→ **What the task requires**:
Look below for the line containing "impl From<reqwest::Error> for"; from there through the line containing "token for the", both lines included, please set down each line exactly and nothing else.

——————————

//! User and subject storage implementation

use async_trait::async_trait;
use serde::{Deserialize, Serialize};
use std::num::NonZeroU32;
use surrealdb::Connection;

use super::base::{SurrealStore, write_error};
use super::{SUBJECT_TABLE, USER_TABLE};
use crate::models::{CourseId, ProviderProfile, Role, Subject, SubjectId, User, UserId};
use crate::storage::errors::StorageError;
use crate::storage::traits::UserStore;

const ROLE_REQUESTER_ONLY: &str = "requester_only";
const ROLE_PROVIDER_ONLY: &str = "provider_only";
const ROLE_BOTH: &str = "both";

/// Internal representation of a user record for SurrealDB
///
/// The role is flattened so provider fields can be indexed directly.
#[derive(Debug, Clone, Serialize, Deserialize)]
struct UserRecord {
    user_id: String,
    name: String,
    email: Option<String>,
    role_kind: String,
    offered_subjects: Option<Vec<String>>,
    capacity_limit: Option<u32>,
}

impl From<&User> for UserRecord {
    fn from(user: &User) -> Self {
        let (role_kind, profile) = match &user.role {
            Role::RequesterOnly => (ROLE_REQUESTER_ONLY, None),
            Role::ProviderOnly { profile } => (ROLE_PROVIDER_ONLY, Some(profile)),
            Role::Both { profile } => (ROLE_BOTH, Some(profile)),
        };

        Self {
            user_id: user.id.as_str().to_string(),
            name: user.name.clone(),
            email: user.email.clone(),
            role_kind: role_kind.to_string(),
            offered_subjects: profile.map(|p| {
                p.offered_subjects
                    .iter()
                    .map(|s| s.as_str().to_string())
                    .collect()
            }),
            capacity_limit: profile.map(|p| p.capacity_limit.get()),
        }
    }
}

impl TryFrom<UserRecord> for User {
    type Error = StorageError;

    fn try_from(record: UserRecord) -> Result<Self, Self::Error> {
        let profile = || -> Result<ProviderProfile, StorageError> {
            let limit = record
                .capacity_limit
                .and_then(NonZeroU32::new)
                .ok_or_else(|| {
                    StorageError::Validation(format!(
                        "Provider {} has no positive capacity limit",
                        record.user_id
                    ))
                })?;
            let subjects = record
                .offered_subjects
                .clone()
                .unwrap_or_default()
                .into_iter()
                .map(SubjectId::from);
            Ok(ProviderProfile::new(subjects, limit))
        };

        let role = match record.role_kind.as_str() {
            ROLE_REQUESTER_ONLY => Role::RequesterOnly,
            ROLE_PROVIDER_ONLY => Role::ProviderOnly { profile: profile()? },
            ROLE_BOTH => Role::Both { profile: profile()? },
            other => {
                return Err(StorageError::Validation(format!(
                    "Unknown role '{}' for user {}",
                    other, record.user_id
                )));
            }
        };

        Ok(User {
            id: UserId::from(record.user_id),
            name: record.name,
            email: record.email,
            role,
        })
    }
}

/// Internal representation of a subject record for SurrealDB
#[derive(Debug, Clone, Serialize, Deserialize)]
struct SubjectRecord {
    subject_id: String,
    name: String,
    course_id: String,
}

impl From<&Subject> for SubjectRecord {
    fn from(subject: &Subject) -> Self {
        Self {
            subject_id: subject.id.as_str().to_string(),
            name: subject.name.clone(),
            course_id: subject.course_id.as_str().to_string(),
        }
    }
}

impl From<SubjectRecord> for Subject {
    fn from(record: SubjectRecord) -> Self {
        Subject::new(record.subject_id, record.name, CourseId::new(record.course_id))
    }
}

#[async_trait]
impl<C> UserStore for SurrealStore<C>
where
    C: Connection + Clone + Send + Sync + std::fmt::Debug + 'static,
{
    async fn create_user(&self, user: User) -> Result<User, StorageError> {
        if self.get_user(&user.id).await?.is_some() {
            return Err(StorageError::AlreadyExists(format!(
                "User with ID {} already exists",
                user.id
            )));
        }

        let created: Option<UserRecord> = self
            .client
            .create((USER_TABLE, user.id.as_str()))
            .content(UserRecord::from(&user))
            .await
            .map_err(|e| write_error("Failed to create user", e))?;

        created
            .ok_or_else(|| StorageError::Internal("No user created".to_string()))
            .and_then(User::try_from)
    }

    async fn get_user(&self, id: &UserId) -> Result<Option<User>, StorageError> {
        let record: Option<UserRecord> = self
            .client
            .select((USER_TABLE, id.as_str()))
            .await
            .map_err(|e| StorageError::Query(format!("Failed to get user: {}", e)))?;

        record.map(User::try_from).transpose()
    }

    async fn update_user(&self, user: User) -> Result<User, StorageError> {
        let updated: Option<UserRecord> = self
            .client
            .update((USER_TABLE, user.id.as_str()))
            .content(UserRecord::from(&user))
            .await
            .map_err(|e| StorageError::Query(format!("Failed to update user: {}", e)))?;

        updated
            .ok_or_else(|| StorageError::NotFound(format!("User with id {} not found", user.id)))
            .and_then(User::try_from)
    }

    async fn delete_user(&self, id: &UserId) -> Result<bool, StorageError> {
        let deleted: Option<UserRecord> = self
            .client
            .delete((USER_TABLE, id.as_str()))
            .await
            .map_err(|e| StorageError::Query(format!("Failed to delete user: {}", e)))?;

        Ok(deleted.is_some())
    }

    async fn list_users(
        &self,
        limit: Option<usize>,
        offset: Option<usize>,
    ) -> Result<Vec<User>, StorageError> {
        let records: Vec<UserRecord> = self
            .client
            .select(USER_TABLE)
            .await
            .map_err(|e| StorageError::Query(format!("Failed to list users: {}", e)))?;

        let mut users = records
            .into_iter()
            .map(User::try_from)
            .collect::<Result<Vec<_>, _>>()?;
        users.sort_by(|a, b| a.id.cmp(&b.id));

        Ok(users
            .into_iter()
            .skip(offset.unwrap_or(0))
            .take(limit.unwrap_or(usize::MAX))
            .collect())
    }

    async fn create_subject(&self, subject: Subject) -> Result<Subject, StorageError> {
        if self.get_subject(&subject.id).await?.is_some() {
            return Err(StorageError::AlreadyExists(format!(
                "Subject with ID {} already exists",
                subject.id
            )));
        }

        let created: Option<SubjectRecord> = self
            .client
            .create((SUBJECT_TABLE, subject.id.as_str()))
            .content(SubjectRecord::from(&subject))
            .await
            .map_err(|e| write_error("Failed to create subject", e))?;

        created
            .map(Subject::from)
            .ok_or_else(|| StorageError::Internal("No subject created".to_string()))
    }

    async fn get_subject(&self, id: &SubjectId) -> Result<Option<Subject>, StorageError> {
        let record: Option<SubjectRecord> = self
            .client
            .select((SUBJECT_TABLE, id.as_str()))
            .await
            .map_err(|e| StorageError::Query(format!("Failed to get subject: {}", e)))?;

        Ok(record.map(Subject::from))
    }

    async fn list_subjects(&self) -> Result<Vec<Subject>, StorageError> {
        let records: Vec<SubjectRecord> = self
            .client
            .select(SUBJECT_TABLE)
            .await
            .map_err(|e| StorageError::Query(format!("Failed to list subjects: {}", e)))?;

        let mut subjects: Vec<Subject> = records.into_iter().map(Subject::from).collect();
        subjects.sort_by(|a, b| a.id.cmp(&b.id));
        Ok(subjects)
    }
}
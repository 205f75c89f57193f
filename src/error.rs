//! Application error types.
//!
//! These errors are serializable so the editing UI receives a structured
//! object it can branch on (prompt for login, show the remote message, ...).

use serde::Serialize;
use thiserror::Error;

/// Application-level errors returned from every public operation.
///
/// All variants serialize to a structured JSON object for frontend consumption.
#[derive(Debug, Error, Serialize)]
#[serde(tag = "type", content = "details")]
pub enum AppError {
    /// Supplied key material is not a PEM private key.
    #[error("Invalid key format: {message}")]
    InvalidKeyFormat { message: String },

    /// Wrong passphrase or corrupted ciphertext.
    #[error("Unlock failed: {message}")]
    UnlockFailed { message: String },

    /// No decrypted key in the current session.
    #[error("Not authenticated: {message}")]
    NotAuthenticated { message: String },

    /// JWT signing or token exchange was rejected, or a later call returned 401.
    #[error("GitHub authentication error: {message}")]
    UpstreamAuth {
        message: String,
        #[serde(skip_serializing_if = "Option::is_none")]
        status_code: Option<u16>,
    },

    /// Target repository or branch is misconfigured or unreachable.
    #[error("Repository unavailable: {message}")]
    RepoUnavailable {
        message: String,
        #[serde(skip_serializing_if = "Option::is_none")]
        status_code: Option<u16>,
    },

    /// A git stage failed after authentication succeeded.
    #[error("{stage} failed: {message}")]
    PipelineStage {
        stage: String,
        message: String,
        #[serde(skip_serializing_if = "Option::is_none")]
        status_code: Option<u16>,
    },

    /// GitHub API request returned a non-success status.
    #[error("GitHub API error: {message}")]
    GitHubApi {
        message: String,
        #[serde(skip_serializing_if = "Option::is_none")]
        status_code: Option<u16>,
        #[serde(skip_serializing_if = "Option::is_none")]
        endpoint: Option<String>,
    },

    /// Durable credential storage operation failed.
    #[error("Credential storage error: {message}")]
    CredentialStorage { message: String },

    /// Invalid input provided.
    #[error("Invalid input: {message}")]
    InvalidInput {
        message: String,
        #[serde(skip_serializing_if = "Option::is_none")]
        field: Option<String>,
    },

    /// Network request failed before any response was received.
    #[error("Network error: {message}")]
    Network { message: String },

    /// Internal application error.
    #[error("Internal error: {message}")]
    Internal { message: String },
}

impl AppError {
    /// Create an invalid key format error.
    pub fn invalid_key_format(message: impl Into<String>) -> Self {
        Self::InvalidKeyFormat {
            message: message.into(),
        }
    }

    /// Create an unlock failure.
    pub fn unlock_failed(message: impl Into<String>) -> Self {
        Self::UnlockFailed {
            message: message.into(),
        }
    }

    /// Create a not-authenticated error.
    pub fn not_authenticated(message: impl Into<String>) -> Self {
        Self::NotAuthenticated {
            message: message.into(),
        }
    }

    /// Create an upstream authentication error.
    pub fn upstream_auth(message: impl Into<String>) -> Self {
        Self::UpstreamAuth {
            message: message.into(),
            status_code: None,
        }
    }

    /// Create an upstream authentication error with the HTTP status.
    pub fn upstream_auth_status(message: impl Into<String>, status_code: u16) -> Self {
        Self::UpstreamAuth {
            message: message.into(),
            status_code: Some(status_code),
        }
    }

    /// Create a repository unavailable error.
    pub fn repo_unavailable(message: impl Into<String>) -> Self {
        Self::RepoUnavailable {
            message: message.into(),
            status_code: None,
        }
    }

    /// Create a repository unavailable error with the HTTP status.
    pub fn repo_unavailable_status(message: impl Into<String>, status_code: u16) -> Self {
        Self::RepoUnavailable {
            message: message.into(),
            status_code: Some(status_code),
        }
    }

    /// Create a pipeline stage failure.
    pub fn pipeline_stage(
        stage: impl Into<String>,
        message: impl Into<String>,
        status_code: Option<u16>,
    ) -> Self {
        Self::PipelineStage {
            stage: stage.into(),
            message: message.into(),
            status_code,
        }
    }

    /// Create a GitHub API error.
    pub fn github_api(message: impl Into<String>) -> Self {
        Self::GitHubApi {
            message: message.into(),
            status_code: None,
            endpoint: None,
        }
    }

    /// Create a GitHub API error with status code and endpoint.
    pub fn github_api_full(
        message: impl Into<String>,
        status_code: u16,
        endpoint: impl Into<String>,
    ) -> Self {
        Self::GitHubApi {
            message: message.into(),
            status_code: Some(status_code),
            endpoint: Some(endpoint.into()),
        }
    }

    /// Create a credential storage error.
    pub fn credential_storage(message: impl Into<String>) -> Self {
        Self::CredentialStorage {
            message: message.into(),
        }
    }

    /// Create an invalid input error.
    pub fn invalid_input(message: impl Into<String>) -> Self {
        Self::InvalidInput {
            message: message.into(),
            field: None,
        }
    }

    /// Create an invalid input error with field name.
    pub fn invalid_input_field(message: impl Into<String>, field: impl Into<String>) -> Self {
        Self::InvalidInput {
            message: message.into(),
            field: Some(field.into()),
        }
    }

    /// Create a network error.
    pub fn network(message: impl Into<String>) -> Self {
        Self::Network {
            message: message.into(),
        }
    }

    /// Create an internal error.
    pub fn internal(message: impl Into<String>) -> Self {
        Self::Internal {
            message: message.into(),
        }
    }

    /// Whether this error means the installation token was rejected.
    pub fn is_auth_failure(&self) -> bool {
        matches!(self, Self::UpstreamAuth { .. })
    }

    /// HTTP status attached to the error, if any.
    pub fn status_code(&self) -> Option<u16> {
        match self {
            Self::UpstreamAuth { status_code, .. }
            | Self::RepoUnavailable { status_code, .. }
            | Self::PipelineStage { status_code, .. }
            | Self::GitHubApi { status_code, .. } => *status_code,
            _ => None,
        }
    }
}

// Conversions from common error types

impl From<reqwest::Error> for AppError {
    fn from(err: reqwest::Error) -> Self {
        if err.is_timeout() {
            Self::network("Request timed out")
        } else if err.is_connect() {
            Self::network("Failed to connect to server")
        } else if err.is_status() {
            Self::github_api(format!("HTTP error: {}", err))
        } else {
            Self::network(err.to_string())
        }
    }
}

impl From<serde_json::Error> for AppError {
    fn from(err: serde_json::Error) -> Self {
        Self::internal(format!("JSON error: {}", err))
    }
}

impl From<std::io::Error> for AppError {
    fn from(err: std::io::Error) -> Self {
        Self::credential_storage(err.to_string())
    }
}

impl From<jsonwebtoken::errors::Error> for AppError {
    fn from(err: jsonwebtoken::errors::Error) -> Self {
        Self::upstream_auth(format!("Failed to sign app JWT: {}", err))
    }
}
//! Volatile session state.
//!
//! Holds the decrypted private key and the cached installation token for the
//! lifetime of one unlocked session. Nothing in here is ever persisted. The
//! key buffer is zeroed when the session is cleared or dropped.

use std::fmt;
use std::sync::Arc;
use tokio::sync::RwLock;
use zeroize::{Zeroize, Zeroizing};

#[derive(Default)]
struct SessionState {
    raw_key: Option<Zeroizing<Vec<u8>>>,
    installation_token: Option<String>,
}

impl Drop for SessionState {
    fn drop(&mut self) {
        if let Some(token) = self.installation_token.as_mut() {
            token.zeroize();
        }
    }
}

/// Shared handle to the session's key material and token cache.
///
/// Cloning the handle shares the same underlying state; the vault writes the
/// key, the token broker reads it and owns the token cache.
#[derive(Clone, Default)]
pub struct SessionContext {
    inner: Arc<RwLock<SessionState>>,
}

impl fmt::Debug for SessionContext {
    fn fmt(&self, f: &mut fmt::Formatter<'_>) -> fmt::Result {
        f.debug_struct("SessionContext").finish_non_exhaustive()
    }
}

impl SessionContext {
    pub fn new() -> Self {
        Self::default()
    }

    /// Install freshly decrypted key material.
    ///
    /// A token brokered with a previous key is discarded.
    pub async fn install_key(&self, key: Zeroizing<Vec<u8>>) {
        let mut state = self.inner.write().await;
        state.raw_key = Some(key);
        if let Some(mut token) = state.installation_token.take() {
            token.zeroize();
        }
    }

    /// Copy of the current key material, if the session is unlocked.
    pub async fn current_key(&self) -> Option<Zeroizing<Vec<u8>>> {
        let state = self.inner.read().await;
        state.raw_key.clone()
    }

    /// Whether a key is present.
    pub async fn is_authenticated(&self) -> bool {
        self.inner.read().await.raw_key.is_some()
    }

    /// End the session: zero the key and drop the cached token.
    pub async fn clear(&self) {
        let mut state = self.inner.write().await;
        state.raw_key = None;
        if let Some(mut token) = state.installation_token.take() {
            token.zeroize();
        }
    }

    /// Cached installation token, if any.
    pub async fn cached_token(&self) -> Option<String> {
        self.inner.read().await.installation_token.clone()
    }

    pub async fn cache_token(&self, token: String) {
        let mut state = self.inner.write().await;
        if let Some(mut old) = state.installation_token.replace(token) {
            old.zeroize();
        }
    }

    /// Forget the cached token so the next request re-brokers one.
    pub async fn invalidate_token(&self) {
        let mut state = self.inner.write().await;
        if let Some(mut token) = state.installation_token.take() {
            token.zeroize();
        }
    }
}
//! Business logic services.
//!
//! This module contains the credential vault, the installation token
//! broker and the git publish pipeline, plus the GitHub client they drive.
//!
//! Services are independent of any UI framework; the network seams are
//! traits so tests can substitute recording fakes.

pub mod credentials;
pub mod github_client;
pub mod pipeline;
pub mod publish_events;
pub mod session;
pub mod token_broker;
pub mod vault;

pub use credentials::{
    store_from_settings, CredentialStore, FileCredentialStore, KeyringCredentialStore,
    MemoryCredentialStore,
};
pub use github_client::{AppInstallationApi, GitHost, GitHubClient, GitHubClientConfig};
pub use pipeline::{GitPipeline, PipelineStage};
pub use publish_events::{PublishEvents, PublishPhase, PublishProgressPayload};
pub use session::SessionContext;
pub use token_broker::TokenBroker;
pub use vault::CredentialVault;
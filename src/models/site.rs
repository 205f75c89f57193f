//! Site content models edited in the browser.
//!
//! Field names serialize in camelCase to stay byte-compatible with the JSON
//! listings already committed to the site repository. Unknown keys are kept
//! in `extra` so a publish never drops settings this crate does not model.

use serde::{Deserialize, Serialize};
use serde_json::{Map, Value};

/// Card style configuration; opaque to the publisher.
pub type CardStyles = Value;

/// `src/config/site-content.json`.
#[derive(Debug, Clone, Default, PartialEq, Serialize, Deserialize)]
#[serde(rename_all = "camelCase")]
pub struct SiteContent {
    #[serde(default)]
    pub art_images: Vec<ImageRef>,

    #[serde(default)]
    pub background_images: Vec<ImageRef>,

    #[serde(default)]
    pub social_buttons: Vec<SocialButton>,

    #[serde(flatten)]
    pub extra: Map<String, Value>,
}

/// An image slot identified by a stable id.
#[derive(Debug, Clone, PartialEq, Eq, Serialize, Deserialize)]
pub struct ImageRef {
    pub id: String,
    pub url: String,
}

/// A social link button, optionally with a custom icon image.
#[derive(Debug, Clone, PartialEq, Serialize, Deserialize)]
pub struct SocialButton {
    pub id: String,

    #[serde(default, skip_serializing_if = "Option::is_none")]
    pub image: Option<String>,

    #[serde(flatten)]
    pub extra: Map<String, Value>,
}

/// Entry of `src/app/projects/list.json`.
#[derive(Debug, Clone, PartialEq, Eq, Serialize, Deserialize)]
pub struct Project {
    pub name: String,
    pub year: i32,
    pub description: String,
    pub image: String,
    pub url: String,
    #[serde(default)]
    pub tags: Vec<String>,
    #[serde(default, skip_serializing_if = "Option::is_none")]
    pub github: Option<String>,
    #[serde(default, skip_serializing_if = "Option::is_none")]
    pub npm: Option<String>,
}

/// Entry of `src/app/astro/list.json`.
///
/// Older entries carry a single `image`; newer ones an `images` list.
#[derive(Debug, Clone, PartialEq, Eq, Serialize, Deserialize)]
#[serde(rename_all = "camelCase")]
pub struct Picture {
    pub id: String,
    pub uploaded_at: String,
    #[serde(default, skip_serializing_if = "Option::is_none")]
    pub description: Option<String>,
    #[serde(default, skip_serializing_if = "Option::is_none")]
    pub image: Option<String>,
    #[serde(default, skip_serializing_if = "Option::is_none")]
    pub images: Option<Vec<String>>,
}

impl Picture {
    /// Every image URL this picture references, legacy field included.
    pub fn image_urls(&self) -> impl Iterator<Item = &str> {
        self.image
            .iter()
            .map(String::as_str)
            .chain(self.images.iter().flatten().map(String::as_str))
    }

    /// The image list, falling back to the legacy single image.
    pub fn normalized_images(&self) -> Vec<String> {
        match &self.images {
            Some(images) if !images.is_empty() => images.clone(),
            _ => self.image.iter().cloned().collect(),
        }
    }
}

/// Entry of `src/app/share/list.json`.
#[derive(Debug, Clone, PartialEq, Serialize, Deserialize)]
pub struct Share {
    pub name: String,
    pub url: String,
    #[serde(default)]
    pub logo: String,
    #[serde(default)]
    pub description: String,
    #[serde(default)]
    pub tags: Vec<String>,
    #[serde(flatten)]
    pub extra: Map<String, Value>,
}

/// Entry of `public/blogs/index.json`; also the per-post `config.json`.
#[derive(Debug, Clone, PartialEq, Eq, Serialize, Deserialize)]
pub struct BlogIndexItem {
    pub slug: String,
    pub title: String,
    #[serde(default)]
    pub tags: Vec<String>,
    pub date: String,
    #[serde(default, skip_serializing_if = "Option::is_none")]
    pub summary: Option<String>,
    #[serde(default, skip_serializing_if = "Option::is_none")]
    pub cover: Option<String>,
    #[serde(default, skip_serializing_if = "Option::is_none")]
    pub category: Option<String>,
    #[serde(default, skip_serializing_if = "std::ops::Not::not")]
    pub hidden: bool,
}

/// A blog post as edited in the writer.
#[derive(Debug, Clone, PartialEq, Eq)]
pub struct BlogPost {
    pub meta: BlogIndexItem,

    /// Markdown body.
    pub markdown: String,
}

——————————

→ **The answer**:
impl From<reqwest::Error> for AppError {
    fn from(err: reqwest::Error) -> Self {
        if err.is_timeout() {
            Self::network("Request timed out")
        } else if err.is_connect() {
            Self::network("Failed to connect to server")
        } else if err.is_status() {
            Self::github_api(format!("HTTP error: {}", err))
        } else {
            Self::network(err.to_string())
        }
    }
}

impl From<serde_json::Error> for AppError {
    fn from(err: serde_json::Error) -> Self {
        Self::internal(format!("JSON error: {}", err))
    }
}

impl From<std::io::Error> for AppError {
    fn from(err: std::io::Error) -> Self {
        Self::credential_storage(err.to_string())
    }
}

impl From<jsonwebtoken::errors::Error> for AppError {
    fn from(err: jsonwebtoken::errors::Error) -> Self {
        Self::upstream_auth(format!("Failed to sign app JWT: {}", err))
    }
}
//! Volatile session state.
//!
//! Holds the decrypted private key and the cached installation token for the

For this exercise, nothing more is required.